System Acceptance Testing is a highly effective control for understanding the overall quality of an LLM-based application. While the system is under development it quantifies quality, allowing for more effective and efficient development. And when the system becomes ready for production it allows risks to be quantified.
Available Tools and Frameworks
- GitHub - openai/evals: Evals is a framework for evaluating LLMs and LLM systems, and an open-source registry of benchmarks.
- Evaluation / 🦜️🔗 LangChain
- Promptfoo
- Inspect
Importance and Benefits for Financial Institutions
- Reduces Operational and Reputational Risk: SAT is a key control to identify and mitigate risks that could arise from deploying an AI system that fails to meet business objectives, produces erroneous or biased outcomes, or violates regulatory obligations.
- Ensures Fitness for Purpose and Value Delivery: Confirms that the AI system will function as expected in the live environment, thereby delivering the anticipated business value and supporting strategic goals.

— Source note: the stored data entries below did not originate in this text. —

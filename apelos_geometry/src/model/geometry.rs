use super::*;
use apelos_core::json::{JsonObject, JsonValue};
use std::fmt::Debug;

/// One GeoJSON geometry.
///
/// Kinds this crate does not model (e.g. `GeometryCollection`) are kept as
/// [`Geometry::Unknown`] with their type name. They carry no coordinates, so they
/// never contribute to an extent and never contain a point.
#[derive(Clone, PartialEq)]
pub enum Geometry {
	Point(PointGeometry),
	LineString(LineStringGeometry),
	Polygon(PolygonGeometry),
	MultiPoint(MultiPointGeometry),
	MultiLineString(MultiLineStringGeometry),
	MultiPolygon(MultiPolygonGeometry),
	Unknown(String),
}

impl Geometry {
	pub fn new_point<T>(value: T) -> Self
	where
		Coordinates: From<T>,
	{
		Self::Point(PointGeometry::from(value))
	}

	pub fn new_line_string<T>(value: T) -> Self
	where
		LineStringGeometry: From<T>,
	{
		Self::LineString(LineStringGeometry::from(value))
	}

	pub fn new_polygon<T>(value: T) -> Self
	where
		PolygonGeometry: From<T>,
	{
		Self::Polygon(PolygonGeometry::from(value))
	}

	pub fn new_multi_point<T>(value: T) -> Self
	where
		MultiPointGeometry: From<T>,
	{
		Self::MultiPoint(MultiPointGeometry::from(value))
	}

	pub fn new_multi_line_string<T>(value: T) -> Self
	where
		MultiLineStringGeometry: From<T>,
	{
		Self::MultiLineString(MultiLineStringGeometry::from(value))
	}

	pub fn new_multi_polygon<T>(value: T) -> Self
	where
		MultiPolygonGeometry: From<T>,
	{
		Self::MultiPolygon(MultiPolygonGeometry::from(value))
	}

	/// The GeoJSON `type` of this geometry.
	#[must_use]
	pub fn type_name(&self) -> &str {
		match self {
			Geometry::Point(_) => "Point",
			Geometry::LineString(_) => "LineString",
			Geometry::Polygon(_) => "Polygon",
			Geometry::MultiPoint(_) => "MultiPoint",
			Geometry::MultiLineString(_) => "MultiLineString",
			Geometry::MultiPolygon(_) => "MultiPolygon",
			Geometry::Unknown(name) => name,
		}
	}

	/// Flattens the geometry into its positions, in document order.
	///
	/// Lines, rings and polygons are walked part by part; closing points of rings
	/// are not deduplicated. Unknown kinds yield nothing.
	pub fn iter_coordinates(&self) -> Box<dyn Iterator<Item = &Coordinates> + '_> {
		match self {
			Geometry::Point(g) => Box::new(g.iter_coordinates()),
			Geometry::LineString(g) => Box::new(g.iter_coordinates()),
			Geometry::Polygon(g) => Box::new(g.iter_coordinates()),
			Geometry::MultiPoint(g) => Box::new(g.iter_coordinates()),
			Geometry::MultiLineString(g) => Box::new(g.iter_coordinates()),
			Geometry::MultiPolygon(g) => Box::new(g.iter_coordinates()),
			Geometry::Unknown(_) => Box::new(std::iter::empty()),
		}
	}

	/// True if the point lies strictly inside a (multi)polygon.
	#[must_use]
	pub fn contains_point(&self, x: f64, y: f64) -> bool {
		match self {
			Geometry::Polygon(g) => g.contains_point(x, y),
			Geometry::MultiPolygon(g) => g.contains_point(x, y),
			_ => false,
		}
	}

	pub fn verify(&self) -> anyhow::Result<()> {
		match self {
			Geometry::Point(g) => g.verify(),
			Geometry::LineString(g) => g.verify(),
			Geometry::Polygon(g) => g.verify(),
			Geometry::MultiPoint(g) => g.verify(),
			Geometry::MultiLineString(g) => g.verify(),
			Geometry::MultiPolygon(g) => g.verify(),
			Geometry::Unknown(_) => Ok(()),
		}
	}

	/// The GeoJSON geometry object. Unknown kinds are written with their type only.
	#[must_use]
	pub fn to_json(&self) -> JsonObject {
		let mut obj = JsonObject::new();
		obj.set("type", self.type_name());
		let coordinates: Option<JsonValue> = match self {
			Geometry::Point(g) => Some(g.to_coord_json()),
			Geometry::LineString(g) => Some(g.to_coord_json()),
			Geometry::Polygon(g) => Some(g.to_coord_json()),
			Geometry::MultiPoint(g) => Some(g.to_coord_json()),
			Geometry::MultiLineString(g) => Some(g.to_coord_json()),
			Geometry::MultiPolygon(g) => Some(g.to_coord_json()),
			Geometry::Unknown(_) => None,
		};
		obj.set_optional("coordinates", coordinates);
		obj
	}
}

impl Debug for Geometry {
	fn fmt(&self, f: &mut std::fmt::Formatter<'_>) -> std::fmt::Result {
		let (type_name, inner): (&str, &dyn Debug) = match self {
			Geometry::Point(g) => ("Point", g),
			Geometry::LineString(g) => ("LineString", g),
			Geometry::Polygon(g) => ("Polygon", g),
			Geometry::MultiPoint(g) => ("MultiPoint", g),
			Geometry::MultiLineString(g) => ("MultiLineString", g),
			Geometry::MultiPolygon(g) => ("MultiPolygon", g),
			Geometry::Unknown(name) => ("Unknown", name),
		};
		f.debug_tuple(type_name).field(inner).finish()
	}
}
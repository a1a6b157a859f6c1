//! Shared value types.

mod geo_bbox;
pub use geo_bbox::*;
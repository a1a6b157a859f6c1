/// Implements `From<Vec<T>>`, `From<&Vec<T>>` and `From<&[T; N]>` for a newtype over
/// `Vec<Item>`, so nested arrays of numbers turn into geometries in one call.
#[macro_export]
macro_rules! impl_from_array {
	($($t:ty,$i:ty),*) => {$(
		impl<T> From<Vec<T>> for $t
		where
			$i: From<T>,
		{
			fn from(value: Vec<T>) -> Self {
				Self(value.into_iter().map(<$i>::from).collect())
			}
		}

		impl<'a, T> From<&'a Vec<T>> for $t
		where
			$i: From<&'a T>,
		{
			fn from(value: &'a Vec<T>) -> Self {
				Self(value.iter().map(<$i>::from).collect())
			}
		}

		impl<'a, T, const N: usize> From<&'a [T; N]> for $t
		where
			$i: From<&'a T>,
		{
			fn from(value: &'a [T; N]) -> Self {
				Self(value.iter().map(<$i>::from).collect())
			}
		}
	)*}
}
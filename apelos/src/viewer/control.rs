//! State of the floating layer control: collapsing and dragging it around the map.

use super::{LayerVisibility, content::escape_html};
use crate::config::LayerConfig;
use apelos_core::json::{JsonArray, JsonObject, JsonValue};

/// A position in CSS pixels.
#[derive(Debug, Clone, Copy, Default, PartialEq)]
pub struct ScreenPoint {
	pub x: f64,
	pub y: f64,
}

impl ScreenPoint {
	pub fn new(x: f64, y: f64) -> Self {
		ScreenPoint { x, y }
	}
}

#[derive(Debug, Clone, Copy, Default, PartialEq)]
pub struct ScreenSize {
	pub width: f64,
	pub height: f64,
}

impl ScreenSize {
	pub fn new(width: f64, height: f64) -> Self {
		ScreenSize { width, height }
	}
}

/// A bounding client rect.
#[derive(Debug, Clone, Copy, Default, PartialEq)]
pub struct ScreenRect {
	pub left: f64,
	pub top: f64,
	pub width: f64,
	pub height: f64,
}

impl ScreenRect {
	pub fn size(&self) -> ScreenSize {
		ScreenSize::new(self.width, self.height)
	}
}

/// Pointer drag of the panel. Mouse and touch input feed the same three calls.
#[derive(Debug, Clone, Copy, Default, PartialEq)]
pub struct DragState {
	/// Pointer position relative to the panel's top left corner, while dragging.
	offset: Option<ScreenPoint>,
}

impl DragState {
	pub fn is_dragging(&self) -> bool {
		self.offset.is_some()
	}

	/// Pointer pressed on the panel header.
	pub fn start(&mut self, pointer: ScreenPoint, panel: ScreenRect) {
		self.offset = Some(ScreenPoint::new(pointer.x - panel.left, pointer.y - panel.top));
	}

	/// Pointer moved. Returns the panel's new top left corner inside `container`,
	/// or `None` when no drag is in progress.
	///
	/// Each axis is clamped to `[0, container - panel]`; when the panel is larger
	/// than the container it sticks to 0.
	pub fn drag(&self, pointer: ScreenPoint, container: ScreenSize, panel: ScreenSize) -> Option<ScreenPoint> {
		let offset = self.offset?;
		let clamp = |value: f64, max: f64| value.min(max).max(0.0);
		Some(ScreenPoint::new(
			clamp(pointer.x - offset.x, container.width - panel.width),
			clamp(pointer.y - offset.y, container.height - panel.height),
		))
	}

	/// Pointer released. Returns whether a drag was in progress.
	pub fn end(&mut self) -> bool {
		self.offset.take().is_some()
	}
}

/// The stock MapLibre controls the viewer adds next to its own layer panel.
#[derive(Debug, Clone, Copy, PartialEq, Eq)]
pub enum MapControl {
	Navigation,
	Scale,
	Fullscreen,
}

impl MapControl {
	/// Every control, in the order they are added to the map.
	pub const ALL: [MapControl; 3] = [MapControl::Navigation, MapControl::Scale, MapControl::Fullscreen];

	/// The MapLibre class name.
	pub fn class_name(self) -> &'static str {
		match self {
			MapControl::Navigation => "NavigationControl",
			MapControl::Scale => "ScaleControl",
			MapControl::Fullscreen => "FullscreenControl",
		}
	}

	/// The corner passed to `map.addControl`.
	pub fn position(self) -> &'static str {
		match self {
			MapControl::Scale => "bottom-right",
			MapControl::Navigation | MapControl::Fullscreen => "top-right",
		}
	}

	pub fn to_json(self) -> JsonObject {
		let mut json = JsonObject::new();
		json.set("control", self.class_name());
		json.set("position", self.position());
		json
	}

	/// All controls as `[{"control": …, "position": …}, …]`.
	pub fn all_json() -> JsonArray {
		MapControl::ALL
			.into_iter()
			.map(|control| JsonValue::from(control.to_json()))
			.collect()
	}
}

/// The layer control panel.
#[derive(Debug, Clone, Default, PartialEq)]
pub struct LayerControl {
	collapsed: bool,
	/// Set once the panel was dragged; until then it sits at its CSS position.
	position: Option<ScreenPoint>,
	drag: DragState,
}

impl LayerControl {
	pub fn new() -> Self {
		LayerControl::default()
	}

	pub fn is_collapsed(&self) -> bool {
		self.collapsed
	}

	/// Collapses or expands the panel and returns the toggle button's new
	/// `aria-expanded` value.
	pub fn toggle_collapsed(&mut self) -> bool {
		self.collapsed = !self.collapsed;
		!self.collapsed
	}

	pub fn position(&self) -> Option<ScreenPoint> {
		self.position
	}

	pub fn is_dragging(&self) -> bool {
		self.drag.is_dragging()
	}

	pub fn start_drag(&mut self, pointer: ScreenPoint, panel: ScreenRect) {
		self.drag.start(pointer, panel);
	}

	/// Moves the panel while dragging and returns its new position.
	pub fn drag_to(&mut self, pointer: ScreenPoint, container: ScreenSize, panel: ScreenSize) -> Option<ScreenPoint> {
		let position = self.drag.drag(pointer, container, panel)?;
		self.position = Some(position);
		Some(position)
	}

	pub fn end_drag(&mut self) -> bool {
		self.drag.end()
	}

	/// The panel markup: one checkbox per layer and the fit button.
	pub fn html(&self, layers: &[LayerConfig], visibility: &LayerVisibility) -> String {
		let mut html = String::from("<div class=\"layer-control");
		if self.collapsed {
			html.push_str(" collapsed");
		}
		html.push('"');
		if let Some(position) = self.position {
			html.push_str(&format!(
				" style=\"left: {}px; top: {}px; right: auto\"",
				position.x, position.y
			));
		}
		html.push_str(">\n");
		html.push_str("  <div class=\"layer-control-header\">\n    <h3>Camadas do Mapa</h3>\n");
		html.push_str(&format!(
			"    <button class=\"layer-control-toggle\" aria-label=\"Toggle layer control\" aria-expanded=\"{}\"></button>\n  </div>\n",
			!self.collapsed
		));
		html.push_str("  <div class=\"layer-control-content\">\n    <div class=\"layer-group\">\n");
		for layer in layers {
			let checked = visibility.is_visible(&layer.id).unwrap_or(layer.visible);
			html.push_str(&format!(
				"      <label class=\"layer-item\"><input type=\"checkbox\" data-layer-id=\"{}\"{}><span class=\"layer-color\" style=\"background-color: {}\"></span><span class=\"layer-name\">{}</span></label>\n",
				escape_html(&layer.id),
				if checked { " checked" } else { "" },
				escape_html(&layer.color),
				escape_html(&layer.name)
			));
		}
		html.push_str("    </div>\n    <div class=\"layer-control-actions\">\n");
		html.push_str("      <button id=\"fit-to-features-btn\" class=\"fit-to-features-btn\" title=\"Ajustar zoom para mostrar todos os dados\">Ajustar Zoom</button>\n");
		html.push_str("    </div>\n  </div>\n</div>\n");
		html
	}
}

#[cfg(test)]
mod tests {
	use super::*;
	use crate::config::ViewerConfig;
	use rstest::rstest;

	const CONTAINER: ScreenSize = ScreenSize {
		width: 1000.0,
		height: 800.0,
	};
	const PANEL: ScreenRect = ScreenRect {
		left: 700.0,
		top: 20.0,
		width: 250.0,
		height: 200.0,
	};

	#[test]
	fn map_controls() {
		assert_eq!(
			MapControl::all_json().stringify(),
			r#"[{"control":"NavigationControl","position":"top-right"},{"control":"ScaleControl","position":"bottom-right"},{"control":"FullscreenControl","position":"top-right"}]"#
		);
	}

	#[test]
	fn toggle_collapsed_reports_aria_expanded() {
		let mut control = LayerControl::new();
		assert!(!control.is_collapsed());
		assert!(!control.toggle_collapsed());
		assert!(control.is_collapsed());
		assert!(control.toggle_collapsed());
		assert!(!control.is_collapsed());
	}

	#[test]
	fn drag_keeps_pointer_offset() {
		let mut drag = DragState::default();
		drag.start(ScreenPoint::new(710.0, 30.0), PANEL);
		assert!(drag.is_dragging());
		assert_eq!(
			drag.drag(ScreenPoint::new(510.0, 130.0), CONTAINER, PANEL.size()),
			Some(ScreenPoint::new(500.0, 120.0))
		);
		assert!(drag.end());
		assert!(!drag.is_dragging());
		assert!(!drag.end());
	}

	#[rstest]
	#[case(-50.0, -50.0, 0.0, 0.0)]
	#[case(2000.0, 2000.0, 750.0, 600.0)]
	#[case(760.0, 610.0, 750.0, 600.0)]
	#[case(100.0, 700.0, 100.0, 600.0)]
	fn drag_is_clamped_to_container(#[case] x: f64, #[case] y: f64, #[case] left: f64, #[case] top: f64) {
		let mut drag = DragState::default();
		drag.start(ScreenPoint::new(PANEL.left, PANEL.top), PANEL);
		assert_eq!(
			drag.drag(ScreenPoint::new(x, y), CONTAINER, PANEL.size()),
			Some(ScreenPoint::new(left, top))
		);
	}

	#[test]
	fn panel_larger_than_container() {
		let mut drag = DragState::default();
		drag.start(ScreenPoint::new(0.0, 0.0), ScreenRect::default());
		let position = drag
			.drag(ScreenPoint::new(40.0, 40.0), ScreenSize::new(100.0, 100.0), ScreenSize::new(300.0, 300.0))
			.unwrap();
		assert_eq!(position, ScreenPoint::new(0.0, 0.0));
	}

	#[test]
	fn moves_without_drag_are_ignored() {
		let mut control = LayerControl::new();
		assert_eq!(control.drag_to(ScreenPoint::new(5.0, 5.0), CONTAINER, PANEL.size()), None);
		assert_eq!(control.position(), None);
		assert!(!control.end_drag());

		control.start_drag(ScreenPoint::new(710.0, 30.0), PANEL);
		assert!(control.is_dragging());
		control.drag_to(ScreenPoint::new(20.0, 20.0), CONTAINER, PANEL.size());
		assert!(control.end_drag());
		assert_eq!(control.position(), Some(ScreenPoint::new(10.0, 10.0)));
		assert_eq!(control.drag_to(ScreenPoint::new(500.0, 500.0), CONTAINER, PANEL.size()), None);
		assert_eq!(control.position(), Some(ScreenPoint::new(10.0, 10.0)));
	}

	#[test]
	fn panel_html() {
		let config = ViewerConfig::default();
		let mut visibility = LayerVisibility::new(&config.layers);
		let mut control = LayerControl::new();

		let html = control.html(&config.layers, &visibility);
		assert!(html.starts_with("<div class=\"layer-control\">\n"));
		assert!(html.contains("aria-expanded=\"true\""));
		assert!(html.contains("data-layer-id=\"apelos\" checked>"));
		assert!(html.contains("data-layer-id=\"filtro-bairros\"><span"));
		assert!(html.contains("<span class=\"layer-name\">Apelos (Appeals)</span>"));

		visibility.toggle("filtro-bairros", true);
		control.toggle_collapsed();
		control.start_drag(ScreenPoint::new(710.0, 30.0), PANEL);
		control.drag_to(ScreenPoint::new(20.0, 20.0), CONTAINER, PANEL.size());

		let html = control.html(&config.layers, &visibility);
		assert!(html.starts_with("<div class=\"layer-control collapsed\" style=\"left: 10px; top: 10px; right: auto\">"));
		assert!(html.contains("aria-expanded=\"false\""));
		assert!(html.contains("data-layer-id=\"filtro-bairros\" checked>"));
	}
}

- Builds User Confidence and Adoption: Involving users in the acceptance process fosters their trust in the system, leading to smoother adoption and more effective utilization.
- Strengthens Governance and Regulatory Compliance: Provides tangible, documented evidence that the AI system has been thoroughly vetted against predefined requirements before operational use, which is essential for internal governance and demonstrating due diligence to regulators.
- Prevents Costly Post-Deployment Failures: Identifying and rectifying issues during SAT, before the system goes live, is significantly more efficient and less costly than addressing them in a production environment where they could impact customers, operations, or market standing.